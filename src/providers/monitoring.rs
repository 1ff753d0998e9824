use anyhow::Result;
use async_trait::async_trait;
use log::{debug, info};
use std::sync::Arc;
use tokio::time::{MissedTickBehavior, interval};
use tokio_util::sync::CancellationToken;

use crate::{
    app_context::AppState,
    event::{Event, EventBus},
    providers::traits::ServiceProvider,
    task_manager::TaskManager,
};

/// Sensor sampling service provider.
///
/// Samples the CPU temperature and battery discharge rate at the configured
/// interval, stores the latest reading in [`AppState`] and publishes it as
/// [`Event::SensorsSampled`].
///
/// # Priority and Criticality
///
/// - **Priority**: 5
/// - **Critical**: No (buttons keep working without sensors)
///
/// # Example
///
/// ```no_run
/// use std::sync::Arc;
/// use laptopctld::providers::MonitoringServiceProvider;
/// use laptopctld::event::EventBus;
/// use laptopctld::app_context::AppState;
///
/// # async fn example(state: Arc<AppState>) -> anyhow::Result<()> {
/// let event_bus = EventBus::new();
/// let provider = MonitoringServiceProvider::new(state, event_bus);
/// // Use with TaskManager to start the service
/// # Ok(())
/// # }
/// ```
pub struct MonitoringServiceProvider {
    state: Arc<AppState>,
    event_bus: EventBus,
}

impl MonitoringServiceProvider {
    pub fn new(state: Arc<AppState>, event_bus: EventBus) -> Self {
        Self { state, event_bus }
    }
}

#[async_trait]
impl ServiceProvider for MonitoringServiceProvider {
    async fn start(&self, task_manager: &mut TaskManager) -> Result<()> {
        let state = self.state.clone();
        let event_bus = self.event_bus.clone();

        task_manager
            .spawn_task(self.name().to_string(), |cancel_token| async move {
                run_monitoring_service(state, event_bus, cancel_token).await
            })
            .await
    }

    fn name(&self) -> &'static str {
        "MonitoringService"
    }

    fn priority(&self) -> i32 {
        5
    }
}

async fn run_monitoring_service(
    state: Arc<AppState>,
    event_bus: EventBus,
    cancel_token: CancellationToken,
) -> Result<()> {
    let mut interval = interval(state.options.sensor_interval);
    interval.set_missed_tick_behavior(MissedTickBehavior::Delay);

    loop {
        tokio::select! {
            () = cancel_token.cancelled() => {
                info!("Monitoring service cancelled");
                break;
            }
            _instant = interval.tick() => {
                sample_and_publish(&state, &event_bus).await;
            }
        }
    }
    Ok(())
}

async fn sample_and_publish(state: &AppState, event_bus: &EventBus) {
    let reading = state.sampler.sample().await;
    debug!(
        "CPU {:.1}°C, battery {:.2} W",
        reading.cpu_temperature_or_sentinel(),
        reading.battery_discharge_or_sentinel()
    );

    *state.sensor_data.write().await = reading;

    if let Err(e) = event_bus.publish(Event::SensorsSampled(reading)) {
        debug!("No listeners for sensor sample: {e}");
    }
}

Task to complete: When a line in the listing above holds "SensorsSampled", include it in the tally; report only the tally.

Task response: 2